# Ryker's CGC



## koda00 (Apr 27, 2009)

Yayyy...we did it!!! Ryker received his CGC achievement title today, im so proud of him.:wub::wub::wub:


----------



## koda00 (Apr 27, 2009)

i dont know why it keeps coming up sideways???


----------



## MrsMiaW (Sep 25, 2010)

Huge Congrats to both you and Ryker!! I had no idea you were Jo and Ryker from FK9. I am Maria with Thor. Congrats again!


----------



## rgollar (Dec 19, 2010)

congrats to you both.


----------



## selzer (May 7, 2005)

Awesome! What is next for Ryker? Rally! Do Rally with him. It is fun. Get a title. Get another. (I am a Rally fan.)


----------



## koda00 (Apr 27, 2009)

MrsMiaW said:


> Huge Congrats to both you and Ryker!! I had no idea you were Jo and Ryker from FK9. I am Maria with Thor.
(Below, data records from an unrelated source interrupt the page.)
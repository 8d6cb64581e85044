//! Server-side HTML rendering.
//!
//! Page markup is deliberately minimal; the interesting part is that every
//! page takes the acting [`CurrentUser`] explicitly and derives its
//! navigation from pure permission checks.

use axum::response::Html;

use crate::auth::CurrentUser;
use crate::types::{Pc, Permission, Printer, Role, User};

pub const VERSION: &str = "version 1.0.0";

pub fn escape(s: &str) -> String {
    let mut out = String::with_capacity(s.len());
    for c in s.chars() {
        match c {
            '&' => out.push_str("&amp;"),
            '<' => out.push_str("&lt;"),
            '>' => out.push_str("&gt;"),
            '"' => out.push_str("&quot;"),
            '\'' => out.push_str("&#39;"),
            _ => out.push(c),
        }
    }
    out
}

fn nav(user: Option<&CurrentUser>) -> String {
    let mut links = vec![r#"<a href="/">Home</a>"#.to_string()];
    if let Some(user) = user {
        links.push(r#"<a href="/user">My Page</a>"#.to_string());
        links.push(r#"<a href="/user/account">Account</a>"#.to_string());
        if user.may(Permission::AccessItdb) {
            links.push(r#"<a href="/itdb">ITDB</a>"#.to_string());
        }
        if user.may(Permission::AccessAdmin) {
            links.push(r#"<a href="/admin">Admin</a>"#.to_string());
        }
        links.push(r#"<a href="/user/logout">Logout</a>"#.to_string());
    }
    links.push(r#"<a href="/about">About</a>"#.to_string());
    links.join(" | ")
}

fn layout(title: &str, user: Option<&CurrentUser>, body: &str) -> Html<String> {
    Html(format!(
        "<!DOCTYPE html>\n<html><head><title>{title} - deskreg</title>\
         <link rel=\"stylesheet\" href=\"/asset/style.css\"></head>\
         <body><nav>{nav}</nav><main><h1>{title}</h1>{body}</main>\
         </body></html>",
        title = escape(title),
        nav = nav(user),
        body = body,
    ))
}

fn message_block(message: Option<&str>) -> String {
    match message {
        Some(message) => format!("<p class=\"message\">{}</p>", escape(message)),
        None => String::new(),
    }
}

pub fn index_page(message: Option<&str>) -> Html<String> {
    let body = format!(
        "{message}\
         <form method=\"post\" action=\"/user/login\">\
         <label>Username <input name=\"username\"></label>\
         <label>Password <input name=\"password\" type=\"password\"></label>\
         <button type=\"submit\">Log in</button></form>\
         <footer>{VERSION}</footer>",
        message = message_block(message),
    );
    layout("Welcome", None, &body)
}

pub fn about_page() -> Html<String> {
    layout(
        "About",
        None,
        &format!("<p>Internal asset and user management.</p><footer>{VERSION}</footer>"),
    )
}

pub fn user_home_page(user: &CurrentUser) -> Html<String> {
    let body = format!(
        "<p>Hello, {username}.</p><p>Logged on {logged_on}.</p>",
        username = escape(&user.username),
        logged_on = escape(&user.logged_on),
    );
    layout("My Page", Some(user), &body)
}

pub fn account_page(user: &CurrentUser, record: &User) -> Html<String> {
    let tier = Role::parse(&record.usergroup)
        .map(Role::describe)
        .unwrap_or("No usergroup is defined for this account");
    let body = format!(
        "<dl>\
         <dt>Id</dt><dd>{id}</dd>\
         <dt>Username</dt><dd>{username}</dd>\
         <dt>Email</dt><dd>{email}</dd>\
         <dt>Usergroup</dt><dd>{usergroup}</dd>\
         </dl><p>{tier}</p>\
         <p><a href=\"/user/password\">Change password</a></p>",
        id = escape(&record.id),
        username = escape(&record.username),
        email = escape(&record.email),
        usergroup = escape(&record.usergroup),
    );
    layout("Account", Some(user), &body)
}

pub fn password_page(user: &CurrentUser, message: Option<&str>) -> Html<String> {
    let target_field = if user.may(Permission::UpdateUserPassword) {
        format!(
            "<label>Username <input name=\"username\" value=\"{}\"></label>",
            escape(&user.username)
        )
    } else {
        format!(
            "<input type=\"hidden\" name=\"username\" value=\"{}\">",
            escape(&user.username)
        )
    };
    let body = format!(
        "{message}\
         <form method=\"post\" action=\"/user/password/update\">\
         {target_field}\
         <label>Old password <input name=\"old_password\" type=\"password\"></label>\
         <label>New password <input name=\"new_password\" type=\"password\"></label>\
         <label>Confirm <input name=\"confirm_password\" type=\"password\"></label>\
         <button type=\"submit\">Update</button></form>",
        message = message_block(message),
    );
    layout("Change Password", Some(user), &body)
}

pub fn admin_home_page(user: &CurrentUser, record: &User) -> Html<String> {
    let body = format!(
        "<p>Signed in as {username} ({usergroup}).</p>\
         <ul><li><a href=\"/admin/usermanagement\">User management</a></li></ul>",
        username = escape(&record.username),
        usergroup = escape(&record.usergroup),
    );
    layout("Administration", Some(user), &body)
}

pub fn user_management_page(user: &CurrentUser, users: &[User]) -> Html<String> {
    let rows: String = users
        .iter()
        .map(|u| {
            format!(
                "<tr><td>{id}</td><td>{username}</td><td>{email}</td><td>{usergroup}</td>\
                 <td><a href=\"/admin/usermanagement/deleteuser/{id}\">delete</a></td></tr>",
                id = escape(&u.id),
                username = escape(&u.username),
                email = escape(&u.email),
                usergroup = escape(&u.usergroup),
            )
        })
        .collect();
    let body = format!(
        "<p><a href=\"/admin/usermanagement/newuser\">New user</a></p>\
         <table><tr><th>Id</th><th>Username</th><th>Email</th><th>Usergroup</th><th></th></tr>\
         {rows}</table>",
    );
    layout("User Management", Some(user), &body)
}

pub fn new_user_page(user: &CurrentUser, message: Option<&str>) -> Html<String> {
    let body = format!(
        "{message}\
         <form method=\"post\" action=\"/admin/usermanagement/newuser/submit\">\
         <label>Username <input name=\"username\"></label>\
         <label>Email <input name=\"email\"></label>\
         <label>Password <input name=\"password\" type=\"password\"></label>\
         <label>Usergroup <select name=\"usergroup\">\
         <option value=\"normal\">normal</option>\
         <option value=\"admin\">admin</option>\
         </select></label>\
         <button type=\"submit\">Create</button></form>",
        message = message_block(message),
    );
    layout("New User", Some(user), &body)
}

fn office_links(prefix: &str) -> String {
    crate::types::Office::ALL
        .iter()
        .map(|office| format!("<a href=\"{prefix}/{office}\">{office}</a>"))
        .collect::<Vec<_>>()
        .join(" | ")
}

pub fn itdb_home_page(user: &CurrentUser) -> Html<String> {
    let body = format!(
        "<p>PCs: {pc}</p><p>Printers: {printer}</p>\
         <p><a href=\"/itdb/setting\">Settings</a></p>",
        pc = office_links("/itdb/pc"),
        printer = office_links("/itdb/printer"),
    );
    layout("IT Database", Some(user), &body)
}

pub fn itdb_setting_page(user: &CurrentUser) -> Html<String> {
    layout(
        "ITDB Settings",
        Some(user),
        "<p>No configurable settings yet.</p>",
    )
}

pub fn pc_list_page(user: &CurrentUser, office: &str, pcs: &[Pc]) -> Html<String> {
    let rows: String = pcs
        .iter()
        .map(|pc| {
            format!(
                "<tr><td>{id}</td><td>{hostname}</td><td>{ip}</td><td>{pc_user}</td>\
                 <td>{department}</td>\
                 <td><a href=\"/itdb/pc/{office}/view/{id}\">view</a> \
                 <a href=\"/itdb/pc/{office}/edit/{id}\">edit</a> \
                 <a href=\"/itdb/pc/{office}/delete/{id}\">delete</a></td></tr>",
                id = pc.id,
                hostname = escape(&pc.hostname),
                ip = escape(&pc.ip),
                pc_user = escape(&pc.user),
                department = escape(&pc.department),
                office = escape(office),
            )
        })
        .collect();
    let body = format!(
        "<p><a href=\"/itdb/pc/{office}/add\">Add PC</a></p>\
         <table><tr><th>Id</th><th>Hostname</th><th>IP</th><th>User</th>\
         <th>Department</th><th></th></tr>{rows}</table>",
        office = escape(office),
    );
    layout(&format!("PCs - {office}"), Some(user), &body)
}

fn pc_fields(pc: Option<&Pc>) -> String {
    let value = |get: fn(&Pc) -> &str| pc.map(get).map(escape).unwrap_or_default();
    [
        ("hostname", "Hostname", value(|pc| &pc.hostname)),
        ("ip", "IP", value(|pc| &pc.ip)),
        ("cpu_model", "CPU model", value(|pc| &pc.cpu_model)),
        ("cpu_no", "CPU serial", value(|pc| &pc.cpu_no)),
        ("monitor_model", "Monitor model", value(|pc| &pc.monitor_model)),
        ("monitor_no", "Monitor serial", value(|pc| &pc.monitor_no)),
        ("printer", "Printer rowids", value(|pc| &pc.printer)),
        ("user", "User", value(|pc| &pc.user)),
        ("department", "Department", value(|pc| &pc.department)),
        ("notes", "Notes", value(|pc| &pc.notes)),
    ]
    .into_iter()
    .map(|(name, label, value)| {
        format!("<label>{label} <input name=\"{name}\" value=\"{value}\"></label>")
    })
    .collect()
}

pub fn pc_form_page(
    user: &CurrentUser,
    office: &str,
    action: &str,
    pc: Option<&Pc>,
    available_printers: &[Printer],
) -> Html<String> {
    let printers: String = available_printers
        .iter()
        .map(|printer| {
            format!(
                "<li>{rowid}: {model} ({nickname})</li>",
                rowid = printer.rowid,
                model = escape(&printer.model),
                nickname = escape(&printer.nickname),
            )
        })
        .collect();
    let title = if pc.is_some() { "Edit PC" } else { "Add PC" };
    let body = format!(
        "<form method=\"post\" action=\"{action}\">{fields}\
         <button type=\"submit\">Save</button></form>\
         <p>Available printers:</p><ul>{printers}</ul>",
        action = escape(action),
        fields = pc_fields(pc),
    );
    layout(&format!("{title} - {office}"), Some(user), &body)
}

pub fn pc_view_page(
    user: &CurrentUser,
    office: &str,
    pc: &Pc,
    hosted_printers: &[Printer],
) -> Html<String> {
    let printers: String = hosted_printers
        .iter()
        .map(|printer| {
            format!(
                "<li>{rowid}: {model} ({nickname})</li>",
                rowid = printer.rowid,
                model = escape(&printer.model),
                nickname = escape(&printer.nickname),
            )
        })
        .collect();
    let body = format!(
        "<dl>\
         <dt>Hostname</dt><dd>{hostname}</dd>\
         <dt>IP</dt><dd>{ip}</dd>\
         <dt>CPU</dt><dd>{cpu_model} {cpu_no}</dd>\
         <dt>Monitor</dt><dd>{monitor_model} {monitor_no}</dd>\
         <dt>User</dt><dd>{pc_user}</dd>\
         <dt>Department</dt><dd>{department}</dd>\
         <dt>Notes</dt><dd>{notes}</dd>\
         </dl><p>Printers:</p><ul>{printers}</ul>\
         <p><a href=\"/itdb/pc/{office}/edit/{id}\">edit</a></p>",
        hostname = escape(&pc.hostname),
        ip = escape(&pc.ip),
        cpu_model = escape(&pc.cpu_model),
        cpu_no = escape(&pc.cpu_no),
        monitor_model = escape(&pc.monitor_model),
        monitor_no = escape(&pc.monitor_no),
        pc_user = escape(&pc.user),
        department = escape(&pc.department),
        notes = escape(&pc.notes),
        office = escape(office),
        id = pc.id,
    );
    layout(&format!("PC {} - {office}", pc.id), Some(user), &body)
}

pub fn printer_list_page(user: &CurrentUser, office: &str, printers: &[Printer]) -> Html<String> {
    let rows: String = printers
        .iter()
        .map(|printer| {
            let host = printer
                .host
                .map(|host| host.to_string())
                .unwrap_or_else(|| "-".to_string());
            format!(
                "<tr><td>{rowid}</td><td>{model}</td><td>{serial_no}</td>\
                 <td>{printer_type}</td><td>{host}</td><td>{nickname}</td>\
                 <td><a href=\"/itdb/printer/{office}/edit/{rowid}\">edit</a></td></tr>",
                rowid = printer.rowid,
                model = escape(&printer.model),
                serial_no = escape(&printer.serial_no),
                printer_type = escape(&printer.printer_type),
                nickname = escape(&printer.nickname),
                office = escape(office),
            )
        })
        .collect();
    let body = format!(
        "<p><a href=\"/itdb/printer/{office}/add\">Add printer</a></p>\
         <table><tr><th>Rowid</th><th>Model</th><th>Serial</th><th>Type</th>\
         <th>Host PC</th><th>Nickname</th><th></th></tr>{rows}</table>",
        office = escape(office),
    );
    layout(&format!("Printers - {office}"), Some(user), &body)
}

pub fn printer_form_page(
    user: &CurrentUser,
    office: &str,
    action: &str,
    printer: Option<&Printer>,
) -> Html<String> {
    let value = |get: fn(&Printer) -> &str| printer.map(get).map(escape).unwrap_or_default();
    let notes = printer
        .and_then(|printer| printer.notes.as_deref())
        .map(escape)
        .unwrap_or_default();
    let host = printer
        .and_then(|printer| printer.host)
        .map(|host| host.to_string())
        .unwrap_or_default();
    let title = if printer.is_some() {
        "Edit Printer"
    } else {
        "Add Printer"
    };
    let body = format!(
        "<form method=\"post\" action=\"{action}\">\
         <label>Model <input name=\"model\" value=\"{model}\"></label>\
         <label>Serial <input name=\"serial_no\" value=\"{serial_no}\"></label>\
         <label>Type <input name=\"printer_type\" value=\"{printer_type}\"></label>\
         <label>Notes <input name=\"notes\" value=\"{notes}\"></label>\
         <label>Host PC id <input name=\"host\" value=\"{host}\"></label>\
         <label>Nickname <input name=\"nickname\" value=\"{nickname}\"></label>\
         <button type=\"submit\">Save</button></form>",
        action = escape(action),
        model = value(|printer| &printer.model),
        serial_no = value(|printer| &printer.serial_no),
        printer_type = value(|printer| &printer.printer_type),
        nickname = value(|printer| &printer.nickname),
    );
    layout(&format!("{title} - {office}"), Some(user), &body)
}

#[cfg(test)]
mod tests {
    use super::*;

    #[test]
    fn test_escape() {
        assert_eq!(escape("a<b>&\"c\""), "a&lt;b&gt;&amp;&quot;c&quot;");
        assert_eq!(escape("plain"), "plain");
    }

    #[test]
    fn test_nav_is_permission_gated() {
        let normal = CurrentUser {
            id: "u1".to_string(),
            username: "alice".to_string(),
            logged_on: String::new(),
            role: Some(Role::Normal),
        };
        let admin = CurrentUser {
            id: "u2".to_string(),
            username: "root".to_string(),
            logged_on: String::new(),
            role: Some(Role::Admin),
        };

        let normal_nav = nav(Some(&normal));
        assert!(!normal_nav.contains("/admin"));
        assert!(!normal_nav.contains("/itdb"));

        let admin_nav = nav(Some(&admin));
        assert!(admin_nav.contains("/admin"));
        assert!(admin_nav.contains("/itdb"));

        assert!(!nav(None).contains("/user/logout"));
    }

    #[test]
    fn test_index_page_carries_message() {
        let page = index_page(Some("wrong username or password"));
        assert!(page.0.contains("wrong username or password"));
        assert!(index_page(None).0.contains("Log in"));
    }
}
Congrats again!


 
yup! thats us  Thank you  i remember Thor when he just a lil puppy.:wub:


----------



## koda00 (Apr 27, 2009)

selzer said:


> Awesome! What is next for Ryker? Rally! Do Rally with him. It is fun. Get a title. Get another. (I am a Rally fan.)


We are actually doing Rally now. Novice. Its alot of fun, i love it!


----------



## koda00 (Apr 27, 2009)

rgollar said:


> congrats to you both.


 
Thank you very much


----------



## Franksmom (Oct 13, 2010)

Congrats!!:happyboogie::happyboogie::happyboogie:


----------



## koda00 (Apr 27, 2009)

Franksmom said:


> Congrats!!:happyboogie::happyboogie::happyboogie:


Thank you very much im a very proud doggiemom today


----------



## n2gsds (Apr 16, 2011)

:congratulations: You both should be so proud! He's gorgeous. More exciting adventures await you!


----------



## koda00 (Apr 27, 2009)

n2gsds said:


> :congratulations: You both should be so proud! He's gorgeous. More exciting adventures await you!


 
Thank you very proud for sure!!!:wub:


----------